Trente ans après sa sortie en salles, Jeu d’enfant (Tom Holland, 1988) se voit enfin offrir une édition Blu-ray en France. Chapeautée par ESC Éditions, cette mouture, disponible à partir du 3 juillet 2018, permet d’appréhender dans les meilleures conditions une production horrifique dont la nature franchisée (pas moins de sept versions jusqu’au récent Retour de Chucky) a parfois fait oublier la valeur première.
À l’instar de la saga des Vendredi 13 (1980-2017), Jeu d’enfant est souvent réduit à la figure de sa créature monstrueuse : la poupée Chucky, possédée par un gangster sadique adepte de magie vaudou. Progressivement gangrenée par l’habituelle évolution parodique du genre fantastique, la franchise a toujours peiné à retrouver sa saveur originelle.
Tom Holland, son réalisateur, qui dans un précieux bonus revient longuement sur le contexte de production du film, semble avoir subi le même sort. Oublié des cinéphiles, le cinéaste peut pourtant s’enorgueillir d’avoir offert au cinéma de genre un certain nombre de productions de qualité. Articulant brillamment horreur et comédie, l’œuvre de Holland s’inscrit en plein dans cette nouvelle tendance du cinéma fantastique américain apparue à l’orée des années quatre-vingt. Vampire, vous avez dit vampire ? (1984), La Peau sur les os (1996), ou sa participation à la célèbre série Les Contes de la crypte (HBO, 1989-1996) affirment la maîtrise d’un réalisateur adepte d’un humour grinçant et dégoulinant d’hémoglobine. Et Jeu d’enfants ne déroge pas à la règle.
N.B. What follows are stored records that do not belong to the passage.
use criterion::{black_box, Criterion};
use peniko::kurbo::Affine;
use raster_primitives::{Engine, Point, Rasterizer, Verb};

pub fn strips(c: &mut Criterion) {
    let mut g = c.benchmark_group("strips");

    let verbs = [
        Verb::MoveTo,
        Verb::LineTo,
        Verb::LineTo,
        Verb::LineTo,
        Verb::Close,
    ];
    let points = [
        Point::new(30.0, 2.5),
        Point::new(250.5, 60.0),
        Point::new(180.0, 240.0),
        Point::new(4.25, 120.0),
    ];

    g.bench_function("quad_strips_256", |b| {
        let mut rasterizer = Rasterizer::new(256, 256);
        b.iter(|| {
            let (strips, alphas) = rasterizer.rasterize_strips(&verbs, &points, Affine::IDENTITY);
            black_box((strips.len(), alphas.len()));
        })
    });

    g.bench_function("quad_rows_256", |b| {
        let mut rasterizer = Rasterizer::new(256, 256);
        rasterizer.set_engine(Engine::Tiles);
        b.iter(|| {
            let mut rows = 0u32;
            rasterizer.rasterize_with(&verbs, &points, Affine::IDENTITY, |_, _| rows += 1);
            black_box(rows);
        })
    });
}
// Copyright 2025 the Raster Primitives Authors
// SPDX-License-Identifier: Apache-2.0 OR MIT

#![allow(dead_code)]

use peniko::kurbo::{Affine, BezPath};
use raster_primitives::{Engine, FillRule, Rasterizer};

/// Renders a path into a full coverage mask.
pub fn render_mask(
    width: u16,
    height: u16,
    engine: Engine,
    fill_rule: FillRule,
    path: &BezPath,
    transform: Affine,
) -> Vec<u8> {
    let mut rasterizer = Rasterizer::new(width, height);
    rasterizer.set_engine(engine);
    rasterizer.set_fill_rule(fill_rule);

    let width = width as usize;
    let mut mask = vec![0u8; width * height as usize];
    rasterizer.rasterize_path_with(path, transform, |y, runs| {
        runs.write_row(&mut mask[y as usize * width..(y as usize + 1) * width]);
    });
    mask
}

pub fn rect_path(x0: f64, y0: f64, x1: f64, y1: f64) -> BezPath {
    let mut path = BezPath::new();
    path.move_to((x0, y0));
    path.line_to((x1, y0));
    path.line_to((x1, y1));
    path.line_to((x0, y1));
    path.close_path();
    path
}

/// A circle from four cubic segments.
pub fn circle_path(cx: f64, cy: f64, r: f64) -> BezPath {
    const KAPPA: f64 = 0.552_284_749_830_793_4;
    let k = r * KAPPA;

    let mut path = BezPath::new();
    path.move_to((cx + r, cy));
    path.curve_to((cx + r, cy + k), (cx + k, cy + r), (cx, cy + r));
    path.curve_to((cx - k, cy + r), (cx - r, cy + k), (cx - r, cy));
    path.curve_to((cx - r, cy - k), (cx - k, cy - r), (cx, cy - r));
    path.curve_to((cx + k, cy - r), (cx + r, cy - k), (cx + r, cy));
    path.close_path();
    path
}

pub fn mask_sum(mask: &[u8]) -> u64 {
    mask.iter().map(|&a| a as u64).sum()
}

pub fn max_diff(a: &[u8], b: &[u8]) -> u8 {
    a.iter()
        .zip(b)
        .map(|(&x, &y)| x.abs_diff(y))
        .max()
        .unwrap_or(0)
}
L’autre visage du film est celui de Don Mancini, son scénariste et qui sur bien des points peut être considéré comme le créateur de la saga. Étudiant à UCLA, Mancini imagine l’histoire de cette poupée diabolique et signera le scénario de tous ses films (et même la réalisation de trois d’entre-eux). L’intelligence de son premier jet fut de parvenir à associer de façon frontale la figure de Chucky à celle de Andy (Alex Vincent), son jeune propriétaire.
De fait, en jouant constamment sur cette complémentarité entre le ludique et l’horrifique, le film met indirectement en cause l’innocence enfantine. Cette ambiguïté n’est pas sans rappeler celle qui imprégnait la figure des Gremlins (1984) de Joe Dante, qui de gentils animaux en peluche se transformaient subitement en dangereux prédateurs, et permet de déjouer le sacro-saint principe de l’identification hollywoodienne.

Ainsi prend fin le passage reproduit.